Astronomers detect mysterious repeating signal from distant galaxy

A new fast radio burst (or “FRB”) has been discovered that appears to be the second known example of a repeating and highly active FRB. Located in a metal-poor dwarf galaxy, FRB 190520B, discovered by an international team of astronomers, raises more questions about the origin of these short but powerful emissions.

As the name suggests, an FRB is a rapid emission of radio waves lasting no more than a few milliseconds, releasing an instantaneous energy equivalent to 500 million times that of our sun. Most FRBs come from other galaxies, and only one has been found in the Milky Way. They are so mysterious that we can’t even get a detailed look at their innermost features, such as the possibility to repeat themselves (or not).

Fewer than 5% of identified FRBs relapse – but FRB 190520B appears to be an exception to the rule. Initial emission detection by Dr. Chenhui Niu of the National Astronomical Observatory (NAOC) of the Chinese Academy of Sciences while processing data obtained through the Rapid Survey of Co-occurrence Radio Astronomy (CRAFTS) in 2019.

The emission was then found in data later that year, and subsequent follow-up observations showed it was repeating. New observations using the Subaru telescope installed in Hawaii show that these signals come from an ancient dwarf galaxy nearly 3 billion light-years away, and they look like “brothers” to signals from another repeating fast radio burst sisters” found.

New Fast Radio Burst Mystery

Data obtained by the National Science Foundation’s Karl G. Jansky Very Large Array (VLA) telescope showed that the object continued to emit weaker radio waves between its outbursts. “These characteristics make it very similar to the first FRB in 2016, also located by the VLA,” noted Casey Law of Caltech.

He referred to FRB 121102A: Determining its source provided the first information on the environment and discharge distances.

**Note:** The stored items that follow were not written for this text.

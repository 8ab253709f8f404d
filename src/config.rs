//! Probe configuration.
//!
//! Everything the probe needs to launch and exercise an MCP server: the
//! server command, the IPC socket path handed to it, the artifact output
//! paths, and the timeout windows. Values come from fixed defaults with
//! environment-variable overrides; the probe itself takes no arguments.

use std::path::PathBuf;
use std::time::Duration;

/// Environment variable the spawned server reads for its IPC socket path.
pub const IPC_PATH_ENV: &str = "TAURI_MCP_IPC_PATH";

/// Default per-request timeout in seconds.
const DEFAULT_REQUEST_TIMEOUT_SECS: u64 = 30;

/// Default whole-run timeout in seconds.
const DEFAULT_RUN_TIMEOUT_SECS: u64 = 60;

/// Resolve the default socket path handed to the MCP server.
///
/// Resolution order:
/// 1. `$XDG_RUNTIME_DIR/tauri-mcp.sock` (Linux standard)
/// 2. `~/Library/Caches/tauri-mcp.sock` (macOS)
/// 3. `/tmp/tauri-mcp.sock` (fallback)
pub fn default_socket_path() -> PathBuf {
    if let Ok(runtime_dir) = std::env::var("XDG_RUNTIME_DIR") {
        return PathBuf::from(runtime_dir).join("tauri-mcp.sock");
    }

    if let Some(cache_dir) = dirs::cache_dir() {
        return cache_dir.join("tauri-mcp.sock");
    }

    PathBuf::from("/tmp/tauri-mcp.sock")
}

/// Configuration for one probe run.
///
/// # Environment overrides
///
/// | Variable                    | Field                |
/// |-----------------------------|----------------------|
/// | `MCP_PROBE_SERVER`          | `server_program`     |
/// | `MCP_PROBE_SERVER_ARG`      | `server_arg`         |
/// | `MCP_PROBE_SOCKET`          | `socket_path`        |
/// | `MCP_PROBE_WINDOW`          | `window_label`       |
/// | `MCP_PROBE_DOM_PATH`        | `dom_snapshot_path`  |
/// | `MCP_PROBE_SCREENSHOT_PATH` | `screenshot_path`    |
/// | `MCP_PROBE_REQUEST_TIMEOUT` | `request_timeout` (seconds) |
/// | `MCP_PROBE_RUN_TIMEOUT`     | `run_timeout` (seconds)     |
#[derive(Debug, Clone)]
pub struct ProbeConfig {
    /// Program that runs the MCP server.
    pub server_program: String,
    /// Single argument passed to the server program.
    pub server_arg: String,
    /// Socket path exported to the server via `TAURI_MCP_IPC_PATH`.
    pub socket_path: PathBuf,
    /// Label of the window the tool calls target.
    pub window_label: String,
    /// Where the DOM snapshot is written.
    pub dom_snapshot_path: PathBuf,
    /// Where the decoded screenshot is written.
    pub screenshot_path: PathBuf,
    /// Per-request timeout window.
    pub request_timeout: Duration,
    /// Bound on the whole run, independent of per-request timeouts.
    pub run_timeout: Duration,
}

impl Default for ProbeConfig {
    fn default() -> Self {
        let tmp = std::env::temp_dir();
        Self {
            server_program: "node".to_string(),
            server_arg: "build/index.js".to_string(),
            socket_path: default_socket_path(),
            window_label: "main".to_string(),
            dom_snapshot_path: tmp.join("mcp-probe-dom.html"),
            screenshot_path: tmp.join("mcp-probe-screenshot.png"),
            request_timeout: Duration::from_secs(DEFAULT_REQUEST_TIMEOUT_SECS),
            run_timeout: Duration::from_secs(DEFAULT_RUN_TIMEOUT_SECS),
        }
    }
}

impl ProbeConfig {
    /// Build a configuration from defaults plus environment overrides.
    pub fn from_env() -> Self {
        let mut config = Self::default();

        if let Ok(v) = std::env::var("MCP_PROBE_SERVER") {
            config.server_program = v;
        }
        if let Ok(v) = std::env::var("MCP_PROBE_SERVER_ARG") {
            config.server_arg = v;
        }
        if let Ok(v) = std::env::var("MCP_PROBE_SOCKET") {
            config.socket_path = PathBuf::from(v);
        }
        if let Ok(v) = std::env::var("MCP_PROBE_WINDOW") {
            config.window_label = v;
        }
        if let Ok(v) = std::env::var("MCP_PROBE_DOM_PATH") {
            config.dom_snapshot_path = PathBuf::from(v);
        }
        if let Ok(v) = std::env::var("MCP_PROBE_SCREENSHOT_PATH") {
            config.screenshot_path = PathBuf::from(v);
        }
        if let Some(secs) = env_secs("MCP_PROBE_REQUEST_TIMEOUT") {
            config.request_timeout = Duration::from_secs(secs);
        }
        if let Some(secs) = env_secs("MCP_PROBE_RUN_TIMEOUT") {
            config.run_timeout = Duration::from_secs(secs);
        }

        config
    }
}

/// Parse a seconds value from an environment variable, ignoring junk.
fn env_secs(var: &str) -> Option<u64> {
    match std::env::var(var) {
        Ok(value) => match value.parse() {
            Ok(secs) => Some(secs),
            Err(_) => {
                tracing::warn!("Ignoring non-numeric {}={}", var, value);
                None
            }
        },
        Err(_) => None,
    }
}

#[cfg(test)]
mod tests {
    use super::*;

    #[test]
    fn test_defaults() {
        let config = ProbeConfig::default();

        assert_eq!(config.server_program, "node");
        assert_eq!(config.server_arg, "build/index.js");
        assert_eq!(config.window_label, "main");
        assert_eq!(config.request_timeout, Duration::from_secs(30));
        assert_eq!(config.run_timeout, Duration::from_secs(60));
        assert!(config
            .dom_snapshot_path
            .file_name()
            .is_some_and(|n| n == "mcp-probe-dom.html"));
    }

    #[test]
    fn test_default_socket_path_format() {
        let path = default_socket_path();

        assert!(path.is_absolute() || path.starts_with("/tmp"));

        let filename = path.file_name().unwrap().to_str().unwrap();
        assert_eq!(filename, "tauri-mcp.sock");
    }

    #[test]
    fn test_env_secs_rejects_junk() {
        // Unset variables and malformed values both fall back to None
        assert_eq!(env_secs("MCP_PROBE_NO_SUCH_VAR"), None);

        std::env::set_var("MCP_PROBE_TEST_SECS", "not-a-number");
        assert_eq!(env_secs("MCP_PROBE_TEST_SECS"), None);

        std::env::set_var("MCP_PROBE_TEST_SECS", "45");
        assert_eq!(env_secs("MCP_PROBE_TEST_SECS"), Some(45));

        std::env::remove_var("MCP_PROBE_TEST_SECS");
    }
}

The combination of sudden and repeated flashes, plus sustained radio emissions between bursts, all came from a compact region, putting the object in a different location from other FRBs.

FRB 190520 region in visible light (Images: Reproduction/Niu et al; Bill Saxton, NRAO/AUI/NSF; CFHT)

“We now have two of these, and that raises some important questions,” Law noted. The differences between the 190520B and 121102A FRBs and all other FRBs support the possibility that both are two different types of FRBs. Astronomers have proposed two possibilities: Either there are two different mechanisms that generate FRBs, or the objects that cause FRBs behave differently during their evolution.

Currently, some of the leading candidates for FRBs are extremely dense neutron stars left behind by massive stars after supernovae. They could also come from magnetars, neutron stars with extremely strong magnetic fields.

In this case, FRB190520B appears to be in a complex plasma environment with characteristics similar to a superluminous supernova; therefore, it may be a “nascent” FRB. “We further hypothesized that FRB 121102A and FRB 190520B represent early stages of an evolving FRB population. A coherent picture of the origin and evolution of FRBs should emerge in just a few years,” concludes Dr. Li, from NAOC.

Articles with findings published in journals nature.

Source: Nature; Pathway: NRAO

Leave a Comment

Your email address will not be published.